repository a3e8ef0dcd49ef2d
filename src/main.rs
use binheap::{
    commands::{apply_script, drain_heap, show_heap},
    options::HeapOptions,
};
use clap::{Parser, Subcommand};

/// Array-backed binary heap tool
#[derive(Debug, Parser)]
#[command(name = "binheap")]
#[command(about = "Build, inspect, and drain array-backed binary heaps.", long_about = None)]
struct Cli {
    #[command(subcommand)]
    command: Commands,
}

#[derive(Debug, Subcommand)]
enum Commands {
    /// Build a heap from the given values and print it level by level
    #[command(arg_required_else_help = true)]
    Show {
        /// Values to insert, in order
        #[arg(num_args(1..), allow_negative_numbers = true)]
        values: Vec<i64>,

        #[command(flatten)]
        options: HeapOptions,
    },

    /// Build a heap from the given values and pop the root until it is empty
    #[command(arg_required_else_help = true)]
    Drain {
        /// Values to insert, in order
        #[arg(num_args(1..), allow_negative_numbers = true)]
        values: Vec<i64>,

        #[command(flatten)]
        options: HeapOptions,
    },

    /// Run a script of actions against an empty heap
    #[command(arg_required_else_help = true)]
    Apply {
        /// Actions to apply in order: an integer inserts it, 'pop' removes the root
        #[arg(num_args(1..), allow_negative_numbers = true)]
        actions: Vec<String>,

        #[command(flatten)]
        options: HeapOptions,
    },
}

fn main() -> std::io::Result<()> {
    env_logger::builder().filter_level(log::LevelFilter::Info).init();

    let cli = Cli::parse();

    match cli.command {
        Commands::Show { values, options } => {
            show_heap(&values, options.polarity)?;
        }
        Commands::Drain { values, options } => {
            drain_heap(&values, options.polarity)?;
        }
        Commands::Apply { actions, options } => {
            apply_script(&actions, options.polarity)?;
        }
    }
    Ok(())
}
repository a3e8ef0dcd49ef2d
pub mod commands;
pub mod errors;
pub mod heap;
pub mod options;
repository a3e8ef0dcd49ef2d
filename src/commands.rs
use itertools::Itertools;

use crate::{
    errors::{HeapError, as_io_error},
    heap::{Heap, Polarity},
};

/// A single mutation of a heap. This is the whole command vocabulary: there
/// is no bulk build and no arbitrary-position delete.
#[derive(Debug, Clone, Copy, PartialEq, Eq)]
pub enum Action {
    Insert(i64),
    PopRoot,
}

/// Apply one action to the heap, yielding the popped root if there was one.
pub fn apply_action(heap: &mut Heap, action: Action) -> Result<Option<i64>, HeapError> {
    match action {
        Action::Insert(value) => {
            heap.insert(value);
            Ok(None)
        }
        Action::PopRoot => heap.pop_root().map(Some),
    }
}

/// Parse a script token: `pop`, or an integer literal meaning an insert.
pub fn parse_action(text: &str) -> Result<Action, HeapError> {
    if text == "pop" {
        return Ok(Action::PopRoot);
    }
    match text.parse::<i64>() {
        Ok(value) => Ok(Action::Insert(value)),
        Err(_) => Err(HeapError::BadAction(String::from(text))),
    }
}

/// Render the heap one row per tree level. Level `l` occupies indices
/// `2^l - 1 .. 2^(l+1) - 1` of the breadth-first sequence, truncated at the
/// last (possibly partial) level.
pub fn render_levels(heap: &Heap) -> Result<Vec<String>, HeapError> {
    let mut rows = Vec::new();
    if heap.is_empty() {
        return Ok(rows);
    }
    for level in 0..=heap.height() {
        let lo = (1 << level) - 1;
        let hi = std::cmp::min((1 << (level + 1)) - 1, heap.size());
        let mut row = Vec::new();
        for i in lo..hi {
            row.push(heap.at(i)?);
        }
        rows.push(row.iter().join(" "));
    }
    Ok(rows)
}

fn build(values: &[i64], polarity: Polarity) -> Heap {
    let mut heap = Heap::new(polarity);
    for value in values {
        heap.insert(*value);
    }
    heap
}

fn print_heap(heap: &Heap) -> std::io::Result<()> {
    for row in render_levels(heap).map_err(as_io_error)? {
        println!("{}", row);
    }
    Ok(())
}

pub fn show_heap(values: &[i64], polarity: Polarity) -> std::io::Result<()> {
    let heap = build(values, polarity);
    log::info!(
        "built {:?} heap with {} elements (height {})",
        heap.polarity(),
        heap.size(),
        heap.height()
    );
    print_heap(&heap)
}

pub fn drain_heap(values: &[i64], polarity: Polarity) -> std::io::Result<()> {
    let mut heap = build(values, polarity);
    log::info!("draining {} elements", heap.size());
    let mut drained = Vec::new();
    while !heap.is_empty() {
        drained.push(heap.pop_root().map_err(as_io_error)?);
    }
    println!("{}", drained.iter().join(" "));
    Ok(())
}

pub fn apply_script(actions: &[String], polarity: Polarity) -> std::io::Result<()> {
    let mut heap = Heap::new(polarity);
    for text in actions {
        let action = parse_action(text).map_err(as_io_error)?;
        if let Some(root) = apply_action(&mut heap, action).map_err(as_io_error)? {
            println!("popped {}", root);
        }
    }
    print_heap(&heap)
}
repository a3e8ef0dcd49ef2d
use clap::Args;

use crate::heap::Polarity;

/// Options shared by all of the heap commands
#[derive(Debug, Args)]
pub struct HeapOptions {
    /// Whether the root holds the largest or the smallest value
    #[arg(long, value_enum, default_value = "max")]
    pub polarity: Polarity,
}
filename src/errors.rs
use std::{
    fmt::Display,
    io::{Error as IoError, ErrorKind},
};

#[derive(Debug, PartialEq, Eq)]
pub enum HeapError {
    BadAction(String),
    EmptyHeap,
    OutOfBounds(usize, usize),
}

impl Display for HeapError {
    fn fmt(&self, f: &mut std::fmt::Formatter<'_>) -> std::fmt::Result {
        match self {
            HeapError::BadAction(text) => {
                write!(f, "Unrecognised action '{}' (expected 'pop' or an integer)", text)
            }
            HeapError::EmptyHeap => {
                write!(f, "Cannot pop the root of an empty heap")
            }
            HeapError::OutOfBounds(index, size) => {
                write!(f, "Index {} out of bounds for heap of size {}", index, size)
            }
        }
    }
}

impl std::error::Error for HeapError {}

pub fn as_io_error(error: HeapError) -> std::io::Error {
    IoError::new(ErrorKind::Other, error)
}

--------------------------------------------------

> _ASSIGNMENT_: The task calls for all lines in the entries that hold "impl".

> _SOLUTION FOR THIS TASK_:
impl Display for HeapError {
impl std::error::Error for HeapError {}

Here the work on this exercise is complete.